For this, It will be easier to think of R^4 as C^2, the space of all pairs of complex numbers. These are all points
$$(re^{iθ},se^{iα})$$
In this notation, the unit 3 sphere is all points with r^2 + s^2 =1
If you take the 2 sphere to be the points on the 3 sphere with w coordinate equal to zero then in this notation it is the points on the 3 sphere where α is a multiple of π. That is: the imaginary part of the second complex coordinate is zero.

The circles in the Hopf fibration are the orbits of points under multiplication by the complex numbers of norm 1. So the circle passing through the point ,
$$(re^{ix},se^{iy})$$
on the 3 sphere, is all points $$(re^{ix+θ},se^{iy+θ})$$ where θ varies from 0 to 2π.

Here are some things to check.
- If s ≠ 0 then a circle has exactly two points with real second coordinate and thus intersects the 2 sphere in exactly 2 points. These two points are opposite poles on the two sphere.
- If s = 0, the the circle lies entirely on the 2 sphere and is, in fact, a great circle.
- Every circle intersects this 2 sphere. There are no circles that are disjoint from it.

To summarize: each circle in the Hopf fibration intersects the two sphere in opposite poles except for one circle that lies entirely on the 2 sphere and it is a great circle.

With any fibration, E -> B, the base space ,B, is the quotient space of E obtained by identifying each fiber to a single point. For the Hopf fibration, one identifies each circle to a single point. The quotient space,B, is a topological 2 sphere.

Since every circle has non-empty intersection with the 2 sphere, the quotient space is also equal to the projection of the 2 sphere onto the base B. This projection identifies the opposite poles - since they lie on the same circle - and then crushes the remaining great circle to a single point. So the base,B is a 2 sphere with the opposite poles in the northern and southern hemispheres glued together and the equator crushed to a point.
This is again a 2 sphere. Opposite hemispheres are pasted together to get a single half sphere and then its bounding circle is identified to a point to again get a 2 sphere.

BTW:

- One can also see the linking of the fiber circles from this picture.
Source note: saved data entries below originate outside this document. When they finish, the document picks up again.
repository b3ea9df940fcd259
// SPDX-License-Identifier: MPL-2.0
//! Infrastructure layer adapters.
//!
//! Concrete implementations of the port traits defined in
//! `application::port`:
//!
//! - [`onnx`]: colorization via ONNX Runtime (implements [`Colorizer`])
//! - [`ncnn`]: upscaling via the Real-ESRGAN executable (implements [`Upscaler`])
//!
//! [`Colorizer`]: crate::application::port::Colorizer
//! [`Upscaler`]: crate::application::port::Upscaler

pub mod ncnn;
pub mod onnx;

pub use ncnn::NcnnUpscaler;
pub use onnx::OnnxColorizer;
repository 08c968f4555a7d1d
pub mod commands;
pub mod handlers;
pub mod output;
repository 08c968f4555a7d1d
use flexi_logger::{FlexiLoggerError, Logger, LoggerHandle};

/// Environment variable holding a log spec, e.g. `debug` or `linktree=trace`
pub const LOG_ENV: &str = "LINKTREE_LOG";

/// Start logging to stderr. `LINKTREE_LOG` wins over the `-v` count.
///
/// Keep the returned handle alive for the life of the process.
pub fn init_logging(verbosity: u8) -> Result<LoggerHandle, FlexiLoggerError> {
    let spec = std::env::var(LOG_ENV).unwrap_or_else(|_| level_for(verbosity).to_string());
    Logger::try_with_str(spec)?.log_to_stderr().start()
}

fn level_for(verbosity: u8) -> &'static str {
    match verbosity {
        0 => "warn",
        1 => "info",
        2 => "debug",
        _ => "trace",
    }
}
use std::path::PathBuf;

use serde::{Deserialize, Serialize};

use super::options::DisplayOptions;

/// Configuration from linktree.toml
#[derive(Debug, Clone, Default, Serialize, Deserialize)]
pub struct Config {
    #[serde(default)]
    pub paths: PathsConfig,
    #[serde(default)]
    pub display: DisplayConfig,
}

#[derive(Debug, Clone, Default, Serialize, Deserialize)]
pub struct PathsConfig {
    /// Notes directory; relative paths resolve against the base directory.
    /// Default: `notes`
    #[serde(default)]
    pub notes_dir: Option<PathBuf>,
}

#[derive(Debug, Clone, Default, Serialize, Deserialize)]
pub struct DisplayConfig {
    #[serde(default)]
    pub hide_notes: bool,
    #[serde(default)]
    pub show_done: bool,
    #[serde(default)]
    pub link_lock: bool,
    #[serde(default)]
    pub show_context: bool,
    #[serde(default)]
    pub color: ColorMode,
}

/// When to emit ANSI styling
#[derive(Debug, Clone, Copy, Default, PartialEq, Eq, Serialize, Deserialize, clap::ValueEnum)]
#[serde(rename_all = "lowercase")]
pub enum ColorMode {
    /// Color when stdout is a terminal
    #[default]
    Auto,
    Always,
    Never,
}

impl DisplayConfig {
    /// Starting options for a render; command-line flags are layered on top
    pub fn to_options(&self) -> DisplayOptions {
        DisplayOptions {
            hide_notes: self.hide_notes,
            show_done: self.show_done,
            link_lock: self.link_lock,
            show_context: self.show_context,
            ..DisplayOptions::default()
        }
    }
}
use std::io::{self, BufRead, Write};

use crossterm::cursor::MoveTo;
use crossterm::execute;
use crossterm::terminal::{Clear, ClearType};
use crossterm::tty::IsTty;
use log::debug;

use crate::model::options::{DisplayOptions, Selection};
use crate::ops::graph::LinkGraph;
use crate::render::style::{CYAN, GREEN, WHITE, YELLOW};
use crate::render::{Painter, render};

use super::print_rendered;

/// One line typed at the prompt
#[derive(Debug, Clone, PartialEq, Eq)]
pub enum ReplCommand {
    Render {
        selection: Selection,
        options: DisplayOptions,
    },
    Help,
    Clear,
    Quit,
}

/// Parse a prompt line. Flags start from `defaults`; unknown words are
/// ignored.
///
/// The first bare number is the position. `-r` marks it as a root
/// selection, or takes the number that follows when no position came first.
pub fn parse_command(input: &str, defaults: &DisplayOptions) -> ReplCommand {
    let input = input.trim();
    match input.to_lowercase().as_str() {
        "quit" | "exit" | "q" => return ReplCommand::Quit,
        "help" | "h" | "?" => return ReplCommand::Help,
        "clear" | "c" => return ReplCommand::Clear,
        _ => {}
    }

    let parts: Vec<&str> = input.split_whitespace().collect();
    let mut options = defaults.clone();
    let mut position = None;
    let mut root = false;
    let mut i = 0;

    while i < parts.len() {
        let part = parts[i];
        match part {
            _ if position.is_none() && is_number(part) => position = part.parse().ok(),
            "-hn" | "--hide-notes" => options.hide_notes = true,
            "-sd" | "--show-done" => options.show_done = true,
            "-l" | "--link-lock" => options.link_lock = true,
            "-sc" | "--show-context" => options.show_context = true,
            "-r" | "--root" => {
                if position.is_some() {
                    root = true;
                } else if let Some(next) = parts.get(i + 1)
                    && is_number(next)
                {
                    position = next.parse().ok();
                    root = true;
                    i += 1;
                }
            }
            "-t" | "--tag" => {
                let tags: Vec<String> = parts[i + 1..]
                    .iter()
                    .take_while(|p| !p.starts_with('-'))
                    .map(|p| p.to_string())
                    .collect();
                i += tags.len();
                options.tags = tags;
            }
            _ => match (value_slot(&mut options, part), parts.get(i + 1)) {
                (Some(slot), Some(value)) => {
                    *slot = Some(value.to_string());
                    i += 1;
                }
                _ => debug!("ignoring '{}'", part),
            },
        }
        i += 1;
    }

    let selection = match position {
        Some(pos) if root => Selection::Root(pos),
        Some(pos) => Selection::Branch(pos),
        None => Selection::All,
    };
    ReplCommand::Render { selection, options }
}

/// Filter that takes a value: `-a`, `-s`, `-c`
fn value_slot<'o>(options: &'o mut DisplayOptions, flag: &str) -> Option<&'o mut Option<String>> {
    match flag {
        "-a" | "--area" => Some(&mut options.area),
        "-s" | "--status" => Some(&mut options.status),
        "-c" | "--context" => Some(&mut options.context),
        _ => None,
    }
}

fn is_number(s: &str) -> bool {
    !s.is_empty() && s.bytes().all(|b| b.is_ascii_digit())
}

/// Read commands until `quit` or end of input.
pub(super) fn run(
    graph: &LinkGraph<'_>,
    defaults: &DisplayOptions,
    painter: Painter,
) -> Result<(), Box<dyn std::error::Error>> {
    let stdin = io::stdin();
    let mut stdout = io::stdout();
    clear_screen(&mut stdout)?;

    if graph.tasks().is_empty() {
        println!("{}", painter.color("No tasks found", Some(YELLOW)));
    }

    let mut line = String::new();
    loop {
        print!("\n{}", painter.color("❯ ", Some(GREEN)));
        stdout.flush()?;

        line.clear();
        if stdin.lock().read_line(&mut line)? == 0 {
            println!();
            break;
        }

        match parse_command(&line, defaults) {
            ReplCommand::Quit => break,
            ReplCommand::Help => println!("{}", help_text(painter)),
            ReplCommand::Clear => clear_screen(&mut stdout)?,
            ReplCommand::Render { selection, options } => {
                println!();
                print_rendered(&render(graph, &options, selection, painter));
            }
        }
    }
    Ok(())
}

fn clear_screen(stdout: &mut io::Stdout) -> io::Result<()> {
    if stdout.is_tty() {
        execute!(stdout, Clear(ClearType::All), MoveTo(0, 0))?;
    }
    Ok(())
}

fn help_text(painter: Painter) -> String {
    let rule = painter.color(&"═".repeat(70), Some(CYAN));
    let heading = |s: &str| painter.color(s, Some(YELLOW));
    let cmd = |s: &str| painter.color(s, Some(GREEN));

    let rows: [(&str, &[(&str, &str)]); 4] = [
        (
            "Basic commands:",
            &[
                ("Enter", "Show all root tasks and relations"),
                ("<number>", "Show task branch from line number: 45"),
                ("help / ?", "Show this help"),
                ("quit / exit / q", "Exit"),
                ("clear / c", "Clear screen"),
            ],
        ),
        (
            "Display flags:",
            &[
                ("-r / --root <n>", "Show full tree from root: -r 45 / 45 -r"),
                ("-hn / --hide-notes", "Hide notes without an id"),
                ("-sd / --show-done", "Show completed tasks"),
                ("-l / --link-lock", "Show only linked tasks"),
                ("-sc / --show-context", "Show note content"),
            ],
        ),
        (
            "Filter flags:",
            &[
                ("-a / --area <n>", "Filter by area: -a work"),
                ("-s / --status <n>", "Filter by status: -s run"),
                ("-t / --tag <n> [<n>]", "Filter by tag(s): -t bug fix"),
                ("-c / --context <n>", "Filter by context: -c home"),
            ],
        ),
        (
            "Combining commands:",
            &[
                ("45 -r -hn -sd", "Line 45, full tree, no notes, show completed"),
                ("-a work -s run", "Filter area=work AND status=run"),
            ],
        ),
    ];

    let mut out = vec![
        rule.clone(),
        format!("  {}", painter.color("Available Commands", Some(WHITE))),
        rule.clone(),
    ];
    for (title, entries) in rows {
        out.push(String::new());
        out.push(format!("  {}", heading(title)));
        for (keys, text) in entries {
            // pad before painting so escape codes don't skew the columns
            out.push(format!("    {} - {}", cmd(&format!("{:<22}", keys)), text));
        }
    }
    out.push(String::new());
    out.push(rule);
    out.join("\n")
}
Each circle that intersects the 2 sphere in two opposite poles is linked to the equator. The linking number is one because it passes through each hemisphere exactly once.
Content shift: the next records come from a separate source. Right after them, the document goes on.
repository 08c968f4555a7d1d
pub mod graph;
pub mod note_parser;
pub mod task_parser;

pub use note_parser::parse_notes;
pub use task_parser::parse_task_line;
use serde::Serialize;

use super::note::Note;

/// A single entry from a todo.txt task list
#[derive(Debug, Clone, Default, PartialEq, Eq, Serialize)]
pub struct Task {
    /// 1-based line number, used to address the task from the command line
    pub position: usize,
    /// The original line, untouched
    #[serde(skip)]
    pub raw: String,
    /// Display title with all recognized tokens removed
    pub title: String,
    /// Line started with the `x ` completion marker
    pub completed: bool,
    /// Single uppercase letter from a leading `(A)`
    pub priority: Option<char>,
    /// `id:` value
    pub id: Option<String>,
    /// `st:` value
    pub status: Option<String>,
    /// `link:` value; may name a task or a note heading
    pub link: Option<String>,
    /// `area:` value
    pub area: Option<String>,
    /// `type:` value
    pub kind: Option<String>,
    /// `+tag` tokens (without the sigil), in line order
    pub tags: Vec<String>,
    /// `@context` value
    pub context: Option<String>,
    /// `due:` value
    pub due: Option<String>,
    /// Top-level typed headings from the task's note document
    #[serde(skip_serializing_if = "Vec::is_empty")]
    pub notes: Vec<Note>,
}

impl Task {
    /// Create a task with only a position and title set
    pub fn new(position: usize, title: impl Into<String>) -> Self {
        let title = title.into();
        Task {
            position,
            raw: title.clone(),
            title,
            ..Task::default()
        }
    }

    /// True when every tag in `required` is present on this task
    pub fn has_all_tags(&self, required: &[String]) -> bool {
        required.iter().all(|t| self.tags.contains(t))
    }

    /// Depth-first walk over every note in this task's forest
    pub fn walk_notes(&self) -> impl Iterator<Item = &Note> {
        let mut stack: Vec<&Note> = self.notes.iter().rev().collect();
        std::iter::from_fn(move || {
            let note = stack.pop()?;
            stack.extend(note.children.iter().rev());
            Some(note)
        })
    }
}
use std::path::PathBuf;

use clap::Parser;

use crate::model::config::ColorMode;
use crate::model::options::{DisplayOptions, Selection};

#[derive(Parser)]
#[command(name = "lt", about = concat!("linktree v", env!("CARGO_PKG_VERSION"), " - todo.txt tasks and notes as a tree"), version)]
pub struct Cli {
    /// Line number of a task; shows its branch
    pub position: Option<usize>,

    /// Show the whole tree containing POSITION
    #[arg(short = 'r', long, requires = "position")]
    pub root: bool,

    /// Hide notes without an id
    #[arg(short = 'H', long)]
    pub hide_notes: bool,

    /// Show completed tasks
    #[arg(short = 'd', long)]
    pub show_done: bool,

    /// Only tasks that are linked to something
    #[arg(short = 'l', long)]
    pub link_lock: bool,

    /// Show the text under note headings
    #[arg(short = 'x', long)]
    pub show_context: bool,

    /// Filter by area
    #[arg(short = 'a', long)]
    pub area: Option<String>,

    /// Filter by status
    #[arg(short = 's', long)]
    pub status: Option<String>,

    /// Filter by context
    #[arg(short = 'c', long)]
    pub context: Option<String>,

    /// Filter by tag (repeatable, all must match)
    #[arg(short = 't', long = "tag")]
    pub tags: Vec<String>,

    /// Directory holding todo.txt and done.txt [default: ~/Documents/todo]
    #[arg(long)]
    pub base_dir: Option<PathBuf>,

    /// Directory holding <id>.md note documents [default: <base-dir>/notes]
    #[arg(long)]
    pub notes_dir: Option<PathBuf>,

    /// Config file [default: <base-dir>/linktree.toml]
    #[arg(long)]
    pub config: Option<PathBuf>,

    /// When to use color
    #[arg(long, value_enum)]
    pub color: Option<ColorMode>,

    /// Print parsed tasks and notes as JSON
    #[arg(long, conflicts_with = "interactive")]
    pub json: bool,

    /// Start an interactive prompt
    #[arg(short = 'i', long)]
    pub interactive: bool,

    /// More log output (repeat for more)
    #[arg(short = 'v', long, action = clap::ArgAction::Count)]
    pub verbose: u8,
}

impl Cli {
    pub fn selection(&self) -> Selection {
        match (self.position, self.root) {
            (Some(pos), true) => Selection::Root(pos),
            (Some(pos), false) => Selection::Branch(pos),
            (None, _) => Selection::All,
        }
    }

    /// Layer flags over the configured defaults. Flags only switch things on.
    pub fn apply_to(&self, mut options: DisplayOptions) -> DisplayOptions {
        options.hide_notes |= self.hide_notes;
        options.show_done |= self.show_done;
        options.link_lock |= self.link_lock;
        options.show_context |= self.show_context;
        if self.area.is_some() {
            options.area = self.area.clone();
        }
        if self.status.is_some() {
            options.status = self.status.clone();
        }
        if self.context.is_some() {
            options.context = self.context.clone();
        }
        if !self.tags.is_empty() {
            options.tags = self.tags.clone();
        }
        options
    }
}
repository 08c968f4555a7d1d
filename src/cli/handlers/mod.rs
mod repl;
pub use repl::{ReplCommand, parse_command};

use std::path::{Path, PathBuf};

use crossterm::tty::IsTty;
use log::{debug, info};

use crate::cli::commands::Cli;
use crate::cli::output::task_list_to_json;
use crate::io::{config_io, loader};
use crate::model::config::ColorMode;
use crate::ops::graph::LinkGraph;
use crate::render::{Painter, Rendered, render};

// ---------------------------------------------------------------------------
// Entry point
// ---------------------------------------------------------------------------

pub fn run(cli: Cli) -> Result<(), Box<dyn std::error::Error>> {
    let base_dir = resolve_base_dir(cli.base_dir.as_deref())?;
    let config = config_io::load_config(&base_dir, cli.config.as_deref())?;
    let notes_dir = cli
        .notes_dir
        .clone()
        .unwrap_or_else(|| config_io::notes_dir(&base_dir, &config));
    debug!(
        "base dir {}, notes dir {}",
        base_dir.display(),
        notes_dir.display()
    );

    let tasks = loader::load_tasks(&base_dir, &notes_dir)?;
    let graph = LinkGraph::build(&tasks);
    info!("{} tasks loaded", tasks.len());

    if cli.json {
        println!("{}", serde_json::to_string_pretty(&task_list_to_json(&graph))?);
        return Ok(());
    }

    let painter = Painter::new(color_enabled(cli.color.unwrap_or(config.display.color)));
    let defaults = config.display.to_options();

    if cli.interactive {
        return repl::run(&graph, &defaults, painter);
    }

    if tasks.is_empty() {
        eprintln!("No tasks found");
        return Ok(());
    }

    let options = cli.apply_to(defaults);
    print_rendered(&render(&graph, &options, cli.selection(), painter));
    Ok(())
}

// ---------------------------------------------------------------------------
// Helpers
// ---------------------------------------------------------------------------

/// `--base-dir`, or `~/Documents/todo`
fn resolve_base_dir(explicit: Option<&Path>) -> Result<PathBuf, String> {
    if let Some(dir) = explicit {
        return Ok(dir.to_path_buf());
    }
    let home = std::env::var_os("HOME")
        .ok_or_else(|| "cannot find home directory; use --base-dir".to_string())?;
    Ok(PathBuf::from(home).join("Documents").join("todo"))
}

fn color_enabled(mode: ColorMode) -> bool {
    match mode {
        ColorMode::Always => true,
        ColorMode::Never => false,
        ColorMode::Auto => std::io::stdout().is_tty(),
    }
}

/// Tree lines go to stdout, outcome notices to stderr
pub(crate) fn print_rendered(rendered: &Rendered) {
    for line in &rendered.lines {
        println!("{}", line);
    }
    if let Some(message) = rendered.outcome.message() {
        eprintln!("{}", message);
    }
}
There is nothing special about this particular equator. Given any two great circles on the 3 sphere one of them can be considered as the equator of an embedded 2 sphere.

- Since the Hopf fibration describes the 3 sphere as the total space of a circle bundle over the 2 sphere, one can ask what it looks like over the northern and southern hemispheres. and over the equator. Over each of these three pieces of the 2 sphere, the bundle is trivial. Over the equator it is therefore the Cartesian product of two circles, that is, it is a torus. Over the two hemispheres, it is the Cartesian product of a half sphere with a circle and this is a solid torus. One can see this by observing that a half sphere is really a disk (just flatten it out) and then one has a disk of circles. If you cut a solid torus transversally, the slice is a disk and a circle perpendicular to it passes through each of its points. So a solid torus is a disk of circles.
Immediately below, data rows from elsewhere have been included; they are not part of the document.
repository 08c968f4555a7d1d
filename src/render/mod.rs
pub mod inline;
pub mod style;
pub mod tree;

pub use inline::format_inline;
pub use style::{Painter, Segment};
pub use tree::{RenderOutcome, Rendered, render};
So one has two solid tori, one above each hemisphere and they are glued together along their boundaries, the torus above the equator. So the Hopf fibration reveals that the 3 sphere is two solid tori glued together along their boundaries.

One may ask, what are all of the possible manifolds that can be obtained from gluing two solid tori along their boundaries. There certainly are others, for instance the tangent circle bundle to the 2 sphere. I am not sure of the answer.